## About this exercise
What do the lines say from the start of the entries through the one containing "const MQTT_CLIENT_ID: &str"? Repeat them exactly.

## Materials provided
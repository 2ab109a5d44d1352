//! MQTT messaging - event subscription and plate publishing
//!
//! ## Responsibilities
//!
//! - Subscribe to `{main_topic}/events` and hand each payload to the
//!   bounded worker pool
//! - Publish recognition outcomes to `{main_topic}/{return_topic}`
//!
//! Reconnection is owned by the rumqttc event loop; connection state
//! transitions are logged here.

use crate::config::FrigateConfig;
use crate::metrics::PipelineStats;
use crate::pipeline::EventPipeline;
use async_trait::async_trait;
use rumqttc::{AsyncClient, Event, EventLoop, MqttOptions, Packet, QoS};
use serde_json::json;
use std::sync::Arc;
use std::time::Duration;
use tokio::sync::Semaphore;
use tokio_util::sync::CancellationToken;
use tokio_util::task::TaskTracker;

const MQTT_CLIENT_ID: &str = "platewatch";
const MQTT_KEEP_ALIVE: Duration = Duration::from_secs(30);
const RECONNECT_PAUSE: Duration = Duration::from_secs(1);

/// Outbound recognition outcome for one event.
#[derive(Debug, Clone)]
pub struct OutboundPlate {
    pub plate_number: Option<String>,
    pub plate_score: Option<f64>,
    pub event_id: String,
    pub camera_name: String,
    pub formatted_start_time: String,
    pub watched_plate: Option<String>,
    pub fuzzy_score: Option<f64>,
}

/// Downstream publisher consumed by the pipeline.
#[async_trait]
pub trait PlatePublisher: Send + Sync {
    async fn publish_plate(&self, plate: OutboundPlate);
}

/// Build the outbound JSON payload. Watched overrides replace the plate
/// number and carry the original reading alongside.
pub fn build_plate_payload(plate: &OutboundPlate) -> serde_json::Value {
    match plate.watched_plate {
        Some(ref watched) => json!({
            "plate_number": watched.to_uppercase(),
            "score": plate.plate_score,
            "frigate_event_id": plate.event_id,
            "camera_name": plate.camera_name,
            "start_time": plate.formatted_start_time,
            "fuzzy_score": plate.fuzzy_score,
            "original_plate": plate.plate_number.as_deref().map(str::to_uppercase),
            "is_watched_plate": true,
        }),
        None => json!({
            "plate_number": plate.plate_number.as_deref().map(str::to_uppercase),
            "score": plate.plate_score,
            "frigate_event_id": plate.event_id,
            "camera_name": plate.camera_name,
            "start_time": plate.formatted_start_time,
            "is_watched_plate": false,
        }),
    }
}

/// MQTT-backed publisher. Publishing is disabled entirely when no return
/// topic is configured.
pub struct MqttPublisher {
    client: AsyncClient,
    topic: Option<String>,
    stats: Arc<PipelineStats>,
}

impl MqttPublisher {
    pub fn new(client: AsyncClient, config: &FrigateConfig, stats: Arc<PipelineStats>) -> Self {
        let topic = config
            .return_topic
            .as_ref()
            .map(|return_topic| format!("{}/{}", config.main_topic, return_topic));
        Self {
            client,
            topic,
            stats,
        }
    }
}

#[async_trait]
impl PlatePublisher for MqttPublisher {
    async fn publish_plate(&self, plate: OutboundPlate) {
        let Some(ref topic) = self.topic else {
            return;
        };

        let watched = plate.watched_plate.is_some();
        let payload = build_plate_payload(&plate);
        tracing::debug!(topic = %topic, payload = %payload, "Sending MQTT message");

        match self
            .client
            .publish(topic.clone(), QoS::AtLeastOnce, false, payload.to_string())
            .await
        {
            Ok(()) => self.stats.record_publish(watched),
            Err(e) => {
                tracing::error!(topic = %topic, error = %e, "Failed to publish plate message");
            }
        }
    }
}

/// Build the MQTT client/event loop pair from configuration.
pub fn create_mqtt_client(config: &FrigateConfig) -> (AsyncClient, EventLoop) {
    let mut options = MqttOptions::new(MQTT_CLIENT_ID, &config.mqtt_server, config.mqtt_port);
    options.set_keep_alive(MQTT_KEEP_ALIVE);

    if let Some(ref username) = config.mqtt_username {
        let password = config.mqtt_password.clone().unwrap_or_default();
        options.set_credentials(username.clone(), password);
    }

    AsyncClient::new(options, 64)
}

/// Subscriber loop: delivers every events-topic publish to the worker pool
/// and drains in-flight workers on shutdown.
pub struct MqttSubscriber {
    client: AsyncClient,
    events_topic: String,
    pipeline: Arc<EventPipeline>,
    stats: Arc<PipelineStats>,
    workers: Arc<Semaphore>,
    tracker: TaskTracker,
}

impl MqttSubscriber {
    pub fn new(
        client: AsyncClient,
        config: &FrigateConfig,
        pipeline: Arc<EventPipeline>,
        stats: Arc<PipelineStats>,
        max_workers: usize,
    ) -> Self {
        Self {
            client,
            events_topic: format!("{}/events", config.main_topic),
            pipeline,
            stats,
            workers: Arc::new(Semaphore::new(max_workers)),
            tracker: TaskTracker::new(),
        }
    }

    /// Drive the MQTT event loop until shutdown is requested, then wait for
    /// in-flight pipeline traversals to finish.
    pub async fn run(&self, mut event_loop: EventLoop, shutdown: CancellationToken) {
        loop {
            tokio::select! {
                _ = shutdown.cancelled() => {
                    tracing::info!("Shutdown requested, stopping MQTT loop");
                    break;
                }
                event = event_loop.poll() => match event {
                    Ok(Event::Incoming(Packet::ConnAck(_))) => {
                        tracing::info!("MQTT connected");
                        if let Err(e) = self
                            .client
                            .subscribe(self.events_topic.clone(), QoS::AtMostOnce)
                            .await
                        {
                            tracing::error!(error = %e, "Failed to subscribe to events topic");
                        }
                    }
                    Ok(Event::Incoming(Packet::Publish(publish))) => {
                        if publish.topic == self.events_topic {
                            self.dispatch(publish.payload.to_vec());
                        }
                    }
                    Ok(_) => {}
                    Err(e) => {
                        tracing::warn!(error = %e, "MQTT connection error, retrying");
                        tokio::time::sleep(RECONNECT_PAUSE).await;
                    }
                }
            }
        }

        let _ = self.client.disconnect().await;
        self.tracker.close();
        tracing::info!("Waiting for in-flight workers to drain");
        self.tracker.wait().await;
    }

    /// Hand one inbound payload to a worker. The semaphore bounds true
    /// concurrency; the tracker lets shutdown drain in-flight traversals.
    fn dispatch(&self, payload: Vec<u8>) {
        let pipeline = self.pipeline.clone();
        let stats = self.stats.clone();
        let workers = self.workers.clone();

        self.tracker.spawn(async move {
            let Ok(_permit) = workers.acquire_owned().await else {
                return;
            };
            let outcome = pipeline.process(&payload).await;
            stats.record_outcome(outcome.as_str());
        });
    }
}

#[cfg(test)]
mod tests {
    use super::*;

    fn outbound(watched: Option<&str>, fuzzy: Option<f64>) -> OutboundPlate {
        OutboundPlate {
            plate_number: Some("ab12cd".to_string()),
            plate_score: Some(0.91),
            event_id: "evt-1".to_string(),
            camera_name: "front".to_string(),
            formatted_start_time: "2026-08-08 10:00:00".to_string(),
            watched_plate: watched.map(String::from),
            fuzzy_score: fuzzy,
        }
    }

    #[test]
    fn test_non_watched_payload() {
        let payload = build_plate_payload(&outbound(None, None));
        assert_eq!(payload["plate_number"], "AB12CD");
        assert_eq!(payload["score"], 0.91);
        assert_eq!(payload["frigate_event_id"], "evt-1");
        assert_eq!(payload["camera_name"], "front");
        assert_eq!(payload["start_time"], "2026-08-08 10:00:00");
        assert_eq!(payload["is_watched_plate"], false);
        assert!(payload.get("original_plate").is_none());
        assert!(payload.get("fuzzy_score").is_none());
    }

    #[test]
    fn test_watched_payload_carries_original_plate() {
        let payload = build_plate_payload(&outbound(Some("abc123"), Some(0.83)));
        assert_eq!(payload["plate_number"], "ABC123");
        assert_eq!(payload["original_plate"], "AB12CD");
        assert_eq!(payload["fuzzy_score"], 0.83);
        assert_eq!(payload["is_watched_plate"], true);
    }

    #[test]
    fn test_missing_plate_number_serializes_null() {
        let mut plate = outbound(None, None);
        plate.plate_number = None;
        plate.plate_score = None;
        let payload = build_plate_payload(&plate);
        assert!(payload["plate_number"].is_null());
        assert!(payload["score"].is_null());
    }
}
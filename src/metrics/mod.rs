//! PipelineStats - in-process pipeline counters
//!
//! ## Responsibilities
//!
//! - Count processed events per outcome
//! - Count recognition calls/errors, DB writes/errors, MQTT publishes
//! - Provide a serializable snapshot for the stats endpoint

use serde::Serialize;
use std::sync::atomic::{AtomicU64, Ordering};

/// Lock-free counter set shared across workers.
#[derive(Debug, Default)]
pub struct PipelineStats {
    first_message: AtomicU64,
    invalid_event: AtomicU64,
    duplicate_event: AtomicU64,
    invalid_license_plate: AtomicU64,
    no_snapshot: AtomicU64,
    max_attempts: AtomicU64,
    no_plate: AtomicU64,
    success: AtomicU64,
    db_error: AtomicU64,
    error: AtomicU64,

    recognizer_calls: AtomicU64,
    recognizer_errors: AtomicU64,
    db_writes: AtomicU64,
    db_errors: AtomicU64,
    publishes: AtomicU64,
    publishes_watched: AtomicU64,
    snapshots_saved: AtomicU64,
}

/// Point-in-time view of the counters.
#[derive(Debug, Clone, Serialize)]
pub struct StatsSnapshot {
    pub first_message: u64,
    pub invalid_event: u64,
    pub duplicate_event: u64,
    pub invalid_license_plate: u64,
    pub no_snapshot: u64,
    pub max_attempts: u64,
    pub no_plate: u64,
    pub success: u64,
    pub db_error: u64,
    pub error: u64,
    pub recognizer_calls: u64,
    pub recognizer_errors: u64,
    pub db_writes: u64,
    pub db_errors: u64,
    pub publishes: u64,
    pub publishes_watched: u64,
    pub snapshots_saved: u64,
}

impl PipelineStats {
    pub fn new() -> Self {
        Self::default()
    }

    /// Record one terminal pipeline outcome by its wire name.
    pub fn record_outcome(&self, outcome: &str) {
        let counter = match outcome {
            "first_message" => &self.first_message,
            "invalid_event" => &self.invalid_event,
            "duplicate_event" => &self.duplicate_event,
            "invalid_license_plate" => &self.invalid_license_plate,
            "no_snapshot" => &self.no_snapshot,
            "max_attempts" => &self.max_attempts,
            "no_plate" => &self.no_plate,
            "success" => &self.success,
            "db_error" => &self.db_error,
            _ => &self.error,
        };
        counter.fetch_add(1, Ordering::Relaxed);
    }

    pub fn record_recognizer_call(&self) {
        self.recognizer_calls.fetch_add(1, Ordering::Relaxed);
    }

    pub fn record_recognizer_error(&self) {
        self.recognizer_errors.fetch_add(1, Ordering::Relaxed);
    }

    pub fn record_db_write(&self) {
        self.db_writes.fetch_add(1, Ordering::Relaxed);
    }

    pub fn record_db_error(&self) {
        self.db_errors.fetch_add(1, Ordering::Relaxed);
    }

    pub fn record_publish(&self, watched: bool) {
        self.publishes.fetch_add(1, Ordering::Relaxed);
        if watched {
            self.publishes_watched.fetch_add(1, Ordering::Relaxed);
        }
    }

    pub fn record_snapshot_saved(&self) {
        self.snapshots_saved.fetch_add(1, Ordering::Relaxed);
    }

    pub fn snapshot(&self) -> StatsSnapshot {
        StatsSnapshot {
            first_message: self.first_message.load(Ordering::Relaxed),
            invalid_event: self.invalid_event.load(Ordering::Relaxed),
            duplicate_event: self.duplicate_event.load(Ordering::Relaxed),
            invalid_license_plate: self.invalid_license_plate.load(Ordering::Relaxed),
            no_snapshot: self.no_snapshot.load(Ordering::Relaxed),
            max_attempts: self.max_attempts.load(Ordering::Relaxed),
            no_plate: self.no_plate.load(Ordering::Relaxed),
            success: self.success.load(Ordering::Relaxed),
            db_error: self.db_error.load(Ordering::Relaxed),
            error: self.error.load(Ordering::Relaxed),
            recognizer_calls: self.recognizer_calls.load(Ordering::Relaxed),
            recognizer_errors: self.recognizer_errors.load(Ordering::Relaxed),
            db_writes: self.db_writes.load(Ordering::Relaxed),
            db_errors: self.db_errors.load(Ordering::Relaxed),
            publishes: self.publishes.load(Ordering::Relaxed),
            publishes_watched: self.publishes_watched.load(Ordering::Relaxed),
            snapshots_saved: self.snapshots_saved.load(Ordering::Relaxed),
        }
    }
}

## Solved problem
repository 2ab109a5d44d1352
//! MQTT messaging - event subscription and plate publishing
//!
//! ## Responsibilities
//!
//! - Subscribe to `{main_topic}/events` and hand each payload to the
//!   bounded worker pool
//! - Publish recognition outcomes to `{main_topic}/{return_topic}`
//!
//! Reconnection is owned by the rumqttc event loop; connection state
//! transitions are logged here.

use crate::config::FrigateConfig;
use crate::metrics::PipelineStats;
use crate::pipeline::EventPipeline;
use async_trait::async_trait;
use rumqttc::{AsyncClient, Event, EventLoop, MqttOptions, Packet, QoS};
use serde_json::json;
use std::sync::Arc;
use std::time::Duration;
use tokio::sync::Semaphore;
use tokio_util::sync::CancellationToken;
use tokio_util::task::TaskTracker;

const MQTT_CLIENT_ID: &str = "platewatch";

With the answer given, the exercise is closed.